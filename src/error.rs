//! Error handler for identa.

use axum::extract::rejection::JsonRejection;
use axum::http::{StatusCode, header};
use axum::response::{IntoResponse, Response};
use serde::Serialize;
use sqlx::Error as SqlxError;
use thiserror::Error;
use validator::ValidationErrors;

pub type Result<T> = std::result::Result<T, ServerError>;

/// Enum representing server-side errors.
///
/// Every domain rule violation carries its own variant so callers
/// always receive a distinct, stable code.
#[derive(Debug, Error)]
pub enum ServerError {
    #[error("validation error occurred")]
    Validation(#[from] ValidationErrors),

    #[error(transparent)]
    Axum(#[from] JsonRejection),

    #[error("SQL request failed: {0}")]
    Sql(#[from] SqlxError),

    #[error("login is already in use")]
    LoginInUse,

    #[error("email is already in use")]
    EmailInUse,

    #[error("email has already been confirmed")]
    AlreadyConfirmed,

    #[error("confirmation code is invalid")]
    InvalidConfirmationCode,

    #[error("wrong credentials")]
    WrongCredentials,

    #[error("invalid 'Authorization' header")]
    Unauthorized,

    #[error("access denied")]
    AccessDenied,

    #[error("user not found")]
    NotFound,

    #[error("internal server error, {details}")]
    Internal {
        details: String,
        source: Option<Box<dyn std::error::Error + Send + Sync>>,
    },
}

impl ServerError {
    /// Internal failure with an attributable cause.
    pub fn internal<E>(details: impl Into<String>, source: E) -> Self
    where
        E: std::error::Error + Send + Sync + 'static,
    {
        Self::Internal {
            details: details.into(),
            source: Some(Box::new(source)),
        }
    }

    /// Internal failure with no underlying error value, used when an
    /// invariant the rest of the system relies on turns out broken.
    pub fn inconsistency(details: impl Into<String>) -> Self {
        Self::Internal {
            details: details.into(),
            source: None,
        }
    }

    /// Stable machine-readable code exposed to callers.
    pub fn code(&self) -> &'static str {
        match self {
            Self::Validation(_) => "VALIDATION_ERROR",
            Self::Axum(_) => "INVALID_BODY",
            Self::LoginInUse => "LOGIN_IN_USE",
            Self::EmailInUse => "EMAIL_IN_USE",
            Self::AlreadyConfirmed => "ALREADY_CONFIRMED",
            Self::InvalidConfirmationCode => "CONFIRMATION_CODE_IS_INVALID",
            Self::WrongCredentials => "WRONG_CREDENTIALS",
            Self::Unauthorized => "UNAUTHENTICATED",
            Self::AccessDenied => "ACCESS_DENIED",
            Self::NotFound => "NOT_FOUND",
            Self::Sql(_) | Self::Internal { .. } => "INTERNAL_SERVER_ERROR",
        }
    }
}

/// Structure for detailed error responses.
#[derive(Debug, Serialize)]
pub struct ResponseError {
    code: &'static str,
    title: String,
    status: u16,
    detail: String,
    errors: Option<Vec<FieldError>>,
}

impl ResponseError {
    /// Update error status code.
    pub fn status(mut self, code: StatusCode) -> Self {
        self.status = code.as_u16();
        self
    }

    /// Update stable error code.
    pub fn code(mut self, code: &'static str) -> Self {
        self.code = code;
        self
    }

    /// Update `title` field.
    pub fn title(mut self, title: &str) -> Self {
        self.title = title.into();
        self
    }

    /// Add detailed error.
    pub fn details(mut self, description: &str) -> Self {
        self.detail = description.into();
        self
    }

    /// Automatically add errors field.
    pub fn errors(mut self, errors: &ValidationErrors) -> Self {
        self.errors = Some(parse_validation_errors(errors));
        self
    }

    /// Transform [`ResponseError`] into axum [`Response`].
    pub fn into_response(
        self,
    ) -> std::result::Result<Response, axum::http::Error> {
        if let Ok(body) = serde_json::to_string(&self) {
            Response::builder()
                .status(self.status)
                .header(header::CONTENT_TYPE, "application/json")
                .body(body.into())
        } else {
            Ok(internal_server_error())
        }
    }
}

impl Default for ResponseError {
    fn default() -> Self {
        Self {
            code: "INTERNAL_SERVER_ERROR",
            title: "Internal server error.".to_owned(),
            status: StatusCode::INTERNAL_SERVER_ERROR.as_u16(),
            detail: String::default(),
            errors: None,
        }
    }
}

#[derive(Debug, Serialize)]
struct FieldError {
    field: String,
    message: String,
}

fn parse_validation_errors(errors: &ValidationErrors) -> Vec<FieldError> {
    errors
        .field_errors()
        .iter()
        .flat_map(|(field, issues)| {
            issues.iter().map(move |issue| FieldError {
                field: field.to_string(),
                message: issue.to_string(),
            })
        })
        .collect()
}

impl IntoResponse for ServerError {
    fn into_response(self) -> Response {
        let response = ResponseError::default()
            .code(self.code())
            .details(&self.to_string());

        let response = match &self {
            ServerError::Validation(validation_errors) => response
                .title("There were validation errors with your request.")
                .status(StatusCode::BAD_REQUEST)
                .errors(validation_errors),

            ServerError::Axum(_) => response
                .title("Request body could not be parsed.")
                .status(StatusCode::BAD_REQUEST),

            ServerError::LoginInUse => response
                .title("Login is already in use.")
                .status(StatusCode::CONFLICT),

            ServerError::EmailInUse => response
                .title("Email is already in use.")
                .status(StatusCode::CONFLICT),

            ServerError::AlreadyConfirmed => response
                .title("Email has already been confirmed.")
                .status(StatusCode::CONFLICT),

            ServerError::InvalidConfirmationCode => response
                .title("Confirmation code is invalid.")
                .status(StatusCode::BAD_REQUEST),

            ServerError::WrongCredentials => response
                .title("Wrong credentials.")
                .status(StatusCode::UNAUTHORIZED),

            ServerError::Unauthorized => response
                .title("Missing or invalid 'Authorization' header.")
                .status(StatusCode::UNAUTHORIZED),

            ServerError::AccessDenied => response
                .title("Insufficient role for this operation.")
                .status(StatusCode::FORBIDDEN),

            ServerError::NotFound => response
                .title("User not found.")
                .status(StatusCode::NOT_FOUND),

            ServerError::Sql(err) => {
                tracing::error!(error = %err, "sql request failed");

                ResponseError::default()
            },

            ServerError::Internal { details, source } => {
                tracing::error!(err = ?source, %details, "server returned 500 status");

                ResponseError::default()
            },
        };

        response
            .into_response()
            .unwrap_or_else(|_| internal_server_error())
    }
}

fn internal_server_error() -> Response {
    Response::builder()
        .status(StatusCode::INTERNAL_SERVER_ERROR)
        .header(header::CONTENT_TYPE, "application/json")
        .body(
            serde_json::json!({
                "code": "INTERNAL_SERVER_ERROR",
                "title": "Internal server error.",
                "status": StatusCode::INTERNAL_SERVER_ERROR.as_u16(),
                "detail": null,
                "errors": null,
            })
            .to_string()
            .into(),
        )
        .unwrap_or_else(|_| Response::new("Internal server error".into()))
}

#[cfg(test)]
mod tests {
    use super::*;

    fn status_of(err: ServerError) -> StatusCode {
        err.into_response().status()
    }

    #[test]
    fn conflict_kinds_map_to_conflict_status() {
        assert_eq!(status_of(ServerError::LoginInUse), StatusCode::CONFLICT);
        assert_eq!(status_of(ServerError::EmailInUse), StatusCode::CONFLICT);
        assert_eq!(
            status_of(ServerError::AlreadyConfirmed),
            StatusCode::CONFLICT
        );
    }

    #[test]
    fn authorization_kinds_use_failure_statuses() {
        assert_eq!(
            status_of(ServerError::Unauthorized),
            StatusCode::UNAUTHORIZED
        );
        assert_eq!(
            status_of(ServerError::WrongCredentials),
            StatusCode::UNAUTHORIZED
        );
        assert_eq!(status_of(ServerError::AccessDenied), StatusCode::FORBIDDEN);
    }

    #[test]
    fn missing_user_is_not_a_server_error() {
        assert_eq!(status_of(ServerError::NotFound), StatusCode::NOT_FOUND);
        assert_eq!(ServerError::NotFound.code(), "NOT_FOUND");
    }

    #[test]
    fn every_kind_has_a_non_empty_code() {
        let kinds = [
            ServerError::LoginInUse,
            ServerError::EmailInUse,
            ServerError::AlreadyConfirmed,
            ServerError::InvalidConfirmationCode,
            ServerError::WrongCredentials,
            ServerError::Unauthorized,
            ServerError::AccessDenied,
            ServerError::NotFound,
            ServerError::inconsistency("broken"),
        ];
        for kind in kinds {
            assert!(!kind.code().is_empty());
        }
    }
}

........

> TASK TO CARRY OUT
The response must contain each line above that holds the string "FORBIDDEN".

> WRITTEN RESPONSE
                .status(StatusCode::FORBIDDEN),
        assert_eq!(status_of(ServerError::AccessDenied), StatusCode::FORBIDDEN);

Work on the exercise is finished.